:: Records for this task ::
______
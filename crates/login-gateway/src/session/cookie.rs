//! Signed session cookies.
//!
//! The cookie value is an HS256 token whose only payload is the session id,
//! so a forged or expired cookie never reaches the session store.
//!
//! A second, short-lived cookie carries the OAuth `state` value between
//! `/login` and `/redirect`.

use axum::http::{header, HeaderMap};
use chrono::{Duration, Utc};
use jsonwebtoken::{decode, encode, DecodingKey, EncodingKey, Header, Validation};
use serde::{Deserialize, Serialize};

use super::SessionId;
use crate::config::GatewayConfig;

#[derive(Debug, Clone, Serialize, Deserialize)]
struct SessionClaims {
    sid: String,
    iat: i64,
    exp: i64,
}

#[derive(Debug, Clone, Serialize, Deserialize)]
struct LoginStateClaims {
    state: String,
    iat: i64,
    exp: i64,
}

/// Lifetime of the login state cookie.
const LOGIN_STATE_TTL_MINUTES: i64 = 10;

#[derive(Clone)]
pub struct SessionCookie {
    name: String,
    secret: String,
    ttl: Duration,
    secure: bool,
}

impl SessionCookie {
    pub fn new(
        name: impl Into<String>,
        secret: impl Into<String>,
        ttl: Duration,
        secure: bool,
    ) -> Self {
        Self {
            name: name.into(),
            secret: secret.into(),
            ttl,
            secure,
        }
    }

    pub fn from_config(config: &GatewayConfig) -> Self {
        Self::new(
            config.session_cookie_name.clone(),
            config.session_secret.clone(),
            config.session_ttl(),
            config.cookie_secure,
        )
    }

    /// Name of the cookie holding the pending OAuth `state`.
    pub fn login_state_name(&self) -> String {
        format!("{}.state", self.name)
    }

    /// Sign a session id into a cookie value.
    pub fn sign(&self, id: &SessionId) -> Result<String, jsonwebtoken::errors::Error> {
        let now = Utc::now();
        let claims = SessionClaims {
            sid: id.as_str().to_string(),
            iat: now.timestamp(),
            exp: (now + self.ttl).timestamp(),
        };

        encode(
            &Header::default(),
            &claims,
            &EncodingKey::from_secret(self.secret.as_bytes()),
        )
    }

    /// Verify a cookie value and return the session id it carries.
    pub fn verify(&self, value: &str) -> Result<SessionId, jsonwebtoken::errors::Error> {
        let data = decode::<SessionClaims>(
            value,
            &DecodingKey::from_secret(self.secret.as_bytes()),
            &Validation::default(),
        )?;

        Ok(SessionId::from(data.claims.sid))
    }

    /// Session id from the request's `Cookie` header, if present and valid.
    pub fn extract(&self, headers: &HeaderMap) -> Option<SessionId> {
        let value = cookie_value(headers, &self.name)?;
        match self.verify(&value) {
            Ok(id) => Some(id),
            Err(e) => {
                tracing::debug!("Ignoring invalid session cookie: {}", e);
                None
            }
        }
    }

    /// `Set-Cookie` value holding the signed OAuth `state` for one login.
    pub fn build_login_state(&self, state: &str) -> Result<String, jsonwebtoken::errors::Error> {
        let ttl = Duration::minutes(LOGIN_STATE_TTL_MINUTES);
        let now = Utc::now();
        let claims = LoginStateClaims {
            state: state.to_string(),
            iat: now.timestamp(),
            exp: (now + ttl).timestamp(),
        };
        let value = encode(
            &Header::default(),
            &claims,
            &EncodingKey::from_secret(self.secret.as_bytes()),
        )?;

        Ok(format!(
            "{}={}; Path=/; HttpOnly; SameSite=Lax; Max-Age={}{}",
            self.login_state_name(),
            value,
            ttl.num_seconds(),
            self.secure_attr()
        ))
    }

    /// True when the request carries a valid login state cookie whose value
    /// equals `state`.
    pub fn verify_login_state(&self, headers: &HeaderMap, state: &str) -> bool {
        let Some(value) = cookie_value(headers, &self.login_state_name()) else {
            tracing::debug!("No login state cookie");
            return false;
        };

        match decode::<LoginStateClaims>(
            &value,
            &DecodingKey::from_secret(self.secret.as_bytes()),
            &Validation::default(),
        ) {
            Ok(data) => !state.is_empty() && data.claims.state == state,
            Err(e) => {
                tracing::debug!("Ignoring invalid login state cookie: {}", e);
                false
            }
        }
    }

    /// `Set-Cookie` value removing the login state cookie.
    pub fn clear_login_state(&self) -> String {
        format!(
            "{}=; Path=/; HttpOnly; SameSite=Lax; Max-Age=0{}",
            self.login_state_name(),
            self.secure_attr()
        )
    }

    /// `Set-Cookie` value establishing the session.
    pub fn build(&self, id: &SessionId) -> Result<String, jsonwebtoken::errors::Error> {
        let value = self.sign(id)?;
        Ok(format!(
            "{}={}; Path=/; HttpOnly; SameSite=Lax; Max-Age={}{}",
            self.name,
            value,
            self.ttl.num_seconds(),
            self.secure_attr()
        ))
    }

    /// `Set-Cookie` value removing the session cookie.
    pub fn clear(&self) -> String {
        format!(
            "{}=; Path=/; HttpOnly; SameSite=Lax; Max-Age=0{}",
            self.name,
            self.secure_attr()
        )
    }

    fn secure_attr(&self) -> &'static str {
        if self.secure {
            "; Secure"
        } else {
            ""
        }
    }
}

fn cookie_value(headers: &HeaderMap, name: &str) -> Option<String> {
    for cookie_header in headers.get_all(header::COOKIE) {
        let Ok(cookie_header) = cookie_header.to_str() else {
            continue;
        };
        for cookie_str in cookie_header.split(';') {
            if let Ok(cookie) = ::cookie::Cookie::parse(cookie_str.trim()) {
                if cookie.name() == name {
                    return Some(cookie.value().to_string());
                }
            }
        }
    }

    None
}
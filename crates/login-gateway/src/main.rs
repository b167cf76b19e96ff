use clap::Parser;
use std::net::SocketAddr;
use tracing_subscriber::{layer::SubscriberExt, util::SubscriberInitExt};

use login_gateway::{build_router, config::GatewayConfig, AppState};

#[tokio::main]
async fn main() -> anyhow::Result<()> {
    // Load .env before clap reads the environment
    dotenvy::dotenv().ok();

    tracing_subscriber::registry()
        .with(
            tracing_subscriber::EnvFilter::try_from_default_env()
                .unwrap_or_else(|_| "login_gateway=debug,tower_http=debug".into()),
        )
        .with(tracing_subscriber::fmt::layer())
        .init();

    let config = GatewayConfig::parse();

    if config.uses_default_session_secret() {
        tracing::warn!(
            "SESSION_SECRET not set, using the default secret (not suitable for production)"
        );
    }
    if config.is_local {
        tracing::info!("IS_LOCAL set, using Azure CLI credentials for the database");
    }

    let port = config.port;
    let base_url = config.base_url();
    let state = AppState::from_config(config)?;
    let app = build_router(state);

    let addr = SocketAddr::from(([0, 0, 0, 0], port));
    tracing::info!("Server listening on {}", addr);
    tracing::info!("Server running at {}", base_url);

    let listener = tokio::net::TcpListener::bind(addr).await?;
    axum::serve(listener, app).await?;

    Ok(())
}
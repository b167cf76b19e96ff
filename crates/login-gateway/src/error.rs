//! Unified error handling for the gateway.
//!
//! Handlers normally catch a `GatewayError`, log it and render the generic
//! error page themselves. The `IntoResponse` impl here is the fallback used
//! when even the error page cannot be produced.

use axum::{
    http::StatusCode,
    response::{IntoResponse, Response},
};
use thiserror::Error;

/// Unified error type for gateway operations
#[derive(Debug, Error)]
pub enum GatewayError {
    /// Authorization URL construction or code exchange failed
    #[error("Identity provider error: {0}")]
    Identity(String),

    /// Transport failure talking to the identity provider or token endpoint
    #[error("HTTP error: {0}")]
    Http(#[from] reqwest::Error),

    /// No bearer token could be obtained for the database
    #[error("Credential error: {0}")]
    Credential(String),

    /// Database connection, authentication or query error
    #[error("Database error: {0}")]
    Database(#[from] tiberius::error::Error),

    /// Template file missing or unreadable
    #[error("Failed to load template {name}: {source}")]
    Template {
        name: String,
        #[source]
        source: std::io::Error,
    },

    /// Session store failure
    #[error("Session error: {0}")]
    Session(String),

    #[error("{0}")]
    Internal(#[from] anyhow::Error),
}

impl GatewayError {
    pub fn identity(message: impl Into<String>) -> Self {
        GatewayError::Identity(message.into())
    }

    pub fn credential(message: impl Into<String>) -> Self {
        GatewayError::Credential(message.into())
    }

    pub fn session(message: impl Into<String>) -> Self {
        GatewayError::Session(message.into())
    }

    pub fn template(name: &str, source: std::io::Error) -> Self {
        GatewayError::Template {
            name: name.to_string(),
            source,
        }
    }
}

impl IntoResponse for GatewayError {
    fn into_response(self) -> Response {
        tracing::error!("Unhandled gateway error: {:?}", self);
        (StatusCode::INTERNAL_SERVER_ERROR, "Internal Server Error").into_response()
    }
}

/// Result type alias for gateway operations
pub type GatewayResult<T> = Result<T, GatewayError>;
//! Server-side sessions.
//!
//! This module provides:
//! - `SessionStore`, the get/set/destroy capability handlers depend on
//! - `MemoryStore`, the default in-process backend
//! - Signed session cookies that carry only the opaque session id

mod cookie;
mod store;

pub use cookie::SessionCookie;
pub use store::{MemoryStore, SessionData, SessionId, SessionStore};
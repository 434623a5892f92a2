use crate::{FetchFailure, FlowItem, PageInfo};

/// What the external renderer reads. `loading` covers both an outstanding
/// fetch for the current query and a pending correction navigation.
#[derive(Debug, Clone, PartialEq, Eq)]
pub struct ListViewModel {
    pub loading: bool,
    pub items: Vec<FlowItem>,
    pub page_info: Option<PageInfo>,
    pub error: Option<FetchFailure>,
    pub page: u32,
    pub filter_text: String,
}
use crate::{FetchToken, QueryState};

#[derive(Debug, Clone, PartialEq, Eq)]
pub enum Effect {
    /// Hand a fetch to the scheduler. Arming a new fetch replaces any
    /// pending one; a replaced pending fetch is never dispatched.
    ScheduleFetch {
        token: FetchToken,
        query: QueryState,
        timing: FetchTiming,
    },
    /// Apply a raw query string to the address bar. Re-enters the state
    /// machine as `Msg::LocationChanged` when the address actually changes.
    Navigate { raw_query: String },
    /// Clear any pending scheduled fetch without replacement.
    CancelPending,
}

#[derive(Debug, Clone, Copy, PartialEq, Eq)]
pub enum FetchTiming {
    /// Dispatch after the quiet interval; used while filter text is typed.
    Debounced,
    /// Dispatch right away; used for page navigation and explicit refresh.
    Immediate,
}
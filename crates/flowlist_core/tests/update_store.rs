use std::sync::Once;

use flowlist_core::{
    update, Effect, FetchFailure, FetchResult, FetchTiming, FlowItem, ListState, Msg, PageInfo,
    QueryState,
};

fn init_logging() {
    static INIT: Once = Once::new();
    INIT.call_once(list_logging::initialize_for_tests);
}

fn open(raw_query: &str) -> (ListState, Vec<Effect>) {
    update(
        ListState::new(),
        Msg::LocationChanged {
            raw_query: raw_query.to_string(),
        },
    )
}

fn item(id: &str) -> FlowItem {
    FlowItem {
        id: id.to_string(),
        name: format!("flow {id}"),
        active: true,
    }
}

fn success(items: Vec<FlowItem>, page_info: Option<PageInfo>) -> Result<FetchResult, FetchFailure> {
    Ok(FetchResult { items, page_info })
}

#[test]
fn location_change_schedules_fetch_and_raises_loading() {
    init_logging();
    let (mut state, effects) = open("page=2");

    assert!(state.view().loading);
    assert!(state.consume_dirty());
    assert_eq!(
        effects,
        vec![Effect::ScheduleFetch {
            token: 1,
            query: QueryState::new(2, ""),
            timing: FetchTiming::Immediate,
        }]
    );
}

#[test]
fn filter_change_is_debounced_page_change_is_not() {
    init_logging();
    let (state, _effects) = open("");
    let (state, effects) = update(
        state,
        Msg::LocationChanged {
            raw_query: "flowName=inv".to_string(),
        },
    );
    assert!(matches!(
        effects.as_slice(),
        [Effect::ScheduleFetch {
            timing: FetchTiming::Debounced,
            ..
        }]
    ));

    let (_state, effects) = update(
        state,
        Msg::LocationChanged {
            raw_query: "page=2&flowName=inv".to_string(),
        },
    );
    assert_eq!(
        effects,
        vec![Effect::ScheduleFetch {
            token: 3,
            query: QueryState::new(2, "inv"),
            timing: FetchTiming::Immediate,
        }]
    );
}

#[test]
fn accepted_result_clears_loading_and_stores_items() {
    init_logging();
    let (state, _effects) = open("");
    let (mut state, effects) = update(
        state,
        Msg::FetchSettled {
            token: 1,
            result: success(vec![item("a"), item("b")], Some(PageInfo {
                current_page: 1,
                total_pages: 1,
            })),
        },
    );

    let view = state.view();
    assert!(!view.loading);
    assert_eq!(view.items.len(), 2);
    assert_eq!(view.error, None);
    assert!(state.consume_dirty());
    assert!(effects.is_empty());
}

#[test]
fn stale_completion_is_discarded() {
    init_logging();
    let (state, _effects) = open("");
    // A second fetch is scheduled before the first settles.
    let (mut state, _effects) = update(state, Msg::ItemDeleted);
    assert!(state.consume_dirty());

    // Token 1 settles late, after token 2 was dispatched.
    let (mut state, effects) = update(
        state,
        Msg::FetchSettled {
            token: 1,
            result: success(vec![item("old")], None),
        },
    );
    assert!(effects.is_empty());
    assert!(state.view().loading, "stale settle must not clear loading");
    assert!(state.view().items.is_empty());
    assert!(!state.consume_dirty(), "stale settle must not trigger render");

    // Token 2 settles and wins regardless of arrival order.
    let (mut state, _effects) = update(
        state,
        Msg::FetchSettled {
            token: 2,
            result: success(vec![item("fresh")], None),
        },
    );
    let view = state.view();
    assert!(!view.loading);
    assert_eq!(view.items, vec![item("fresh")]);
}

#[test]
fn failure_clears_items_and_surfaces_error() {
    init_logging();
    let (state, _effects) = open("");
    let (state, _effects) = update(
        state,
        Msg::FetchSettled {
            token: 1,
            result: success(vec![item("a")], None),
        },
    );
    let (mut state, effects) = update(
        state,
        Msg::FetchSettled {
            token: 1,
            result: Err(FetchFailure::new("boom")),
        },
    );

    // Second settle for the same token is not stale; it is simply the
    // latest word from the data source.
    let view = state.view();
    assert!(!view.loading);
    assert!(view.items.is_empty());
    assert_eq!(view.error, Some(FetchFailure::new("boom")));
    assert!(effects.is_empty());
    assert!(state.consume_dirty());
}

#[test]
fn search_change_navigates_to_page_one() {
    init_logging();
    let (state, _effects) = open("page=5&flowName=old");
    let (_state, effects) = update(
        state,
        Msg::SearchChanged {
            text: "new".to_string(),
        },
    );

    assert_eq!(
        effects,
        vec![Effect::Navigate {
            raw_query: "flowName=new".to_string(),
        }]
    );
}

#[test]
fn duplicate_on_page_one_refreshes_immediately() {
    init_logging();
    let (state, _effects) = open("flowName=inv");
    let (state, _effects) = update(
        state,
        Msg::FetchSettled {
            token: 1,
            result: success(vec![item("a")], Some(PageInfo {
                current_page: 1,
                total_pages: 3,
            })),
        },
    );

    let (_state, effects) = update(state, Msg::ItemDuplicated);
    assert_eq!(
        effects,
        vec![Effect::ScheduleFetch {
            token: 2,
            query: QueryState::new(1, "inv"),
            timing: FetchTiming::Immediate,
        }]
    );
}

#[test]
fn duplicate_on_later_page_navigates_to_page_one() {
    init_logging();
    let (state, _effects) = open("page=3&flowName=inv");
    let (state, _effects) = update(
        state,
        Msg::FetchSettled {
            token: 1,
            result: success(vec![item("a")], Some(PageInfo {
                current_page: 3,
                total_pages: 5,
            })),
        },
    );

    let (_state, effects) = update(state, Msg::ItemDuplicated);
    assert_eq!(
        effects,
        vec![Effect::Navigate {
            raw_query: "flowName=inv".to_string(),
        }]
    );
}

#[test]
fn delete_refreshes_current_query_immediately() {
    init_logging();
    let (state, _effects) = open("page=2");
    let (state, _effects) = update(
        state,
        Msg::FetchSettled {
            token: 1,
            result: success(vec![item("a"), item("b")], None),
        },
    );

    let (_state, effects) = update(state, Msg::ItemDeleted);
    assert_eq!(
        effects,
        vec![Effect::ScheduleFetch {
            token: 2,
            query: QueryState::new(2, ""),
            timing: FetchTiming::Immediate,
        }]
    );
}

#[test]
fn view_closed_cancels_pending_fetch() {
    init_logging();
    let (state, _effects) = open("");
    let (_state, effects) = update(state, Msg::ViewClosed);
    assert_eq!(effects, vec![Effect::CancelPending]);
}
______
:: Work instruction ::
Go through the listing above and list every line that has the word "operations".

:: Output ::
/// Unified error type for gateway operations
/// Result type alias for gateway operations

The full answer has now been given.